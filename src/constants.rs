//! Centralized constants for defaults, permissions, and limits.

/// Default store file, relative to the working directory.
pub const DEFAULT_STORE_FILE: &str = "passwords.json";

/// Config file name, looked up next to the store file.
pub const CONFIG_FILE_NAME: &str = "passkeep.toml";

/// Audit log file name, kept next to the store file.
pub const AUDIT_LOG_NAME: &str = "passkeep-audit.log";

/// Environment variable overriding the store path.
pub const STORE_ENV: &str = "PASSKEEP_STORE";

/// Environment variable overriding the config path.
pub const CONFIG_ENV: &str = "PASSKEEP_CONFIG";

/// Permission mode for the store file.
pub const STORE_FILE_MODE: u32 = 0o600;

/// Permission mode for the audit log.
pub const AUDIT_LOG_MODE: u32 = 0o600;

/// Default generated password length.
pub const DEFAULT_LENGTH: usize = 12;

/// Shortest length the CLI accepts for `generate`.
pub const MIN_CLI_LENGTH: usize = 8;

/// Longest length the CLI accepts for `generate`.
pub const MAX_CLI_LENGTH: usize = 50;

/// Maximum secret size accepted from a prompt or stdin (64 KiB).
pub const MAX_SECRET_SIZE: usize = 65_536;

pub const LOWERCASE_CHARS: &str = "abcdefghijklmnopqrstuvwxyz";
pub const UPPERCASE_CHARS: &str = "ABCDEFGHIJKLMNOPQRSTUVWXYZ";
pub const DIGIT_CHARS: &str = "0123456789";
pub const SPECIAL_CHARS: &str = "!@#$%^&*()_+-=[]{}|;:,.<>?";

________________________

• **TASK TO COMPLETE**: The lines from the one containing "pub const UPPERCASE_CHARS: &str" through the final line of the entries above are to be printed exactly, with nothing added.

• **SOLVED PROBLEM**:
pub const UPPERCASE_CHARS: &str = "ABCDEFGHIJKLMNOPQRSTUVWXYZ";
pub const DIGIT_CHARS: &str = "0123456789";
pub const SPECIAL_CHARS: &str = "!@#$%^&*()_+-=[]{}|;:,.<>?";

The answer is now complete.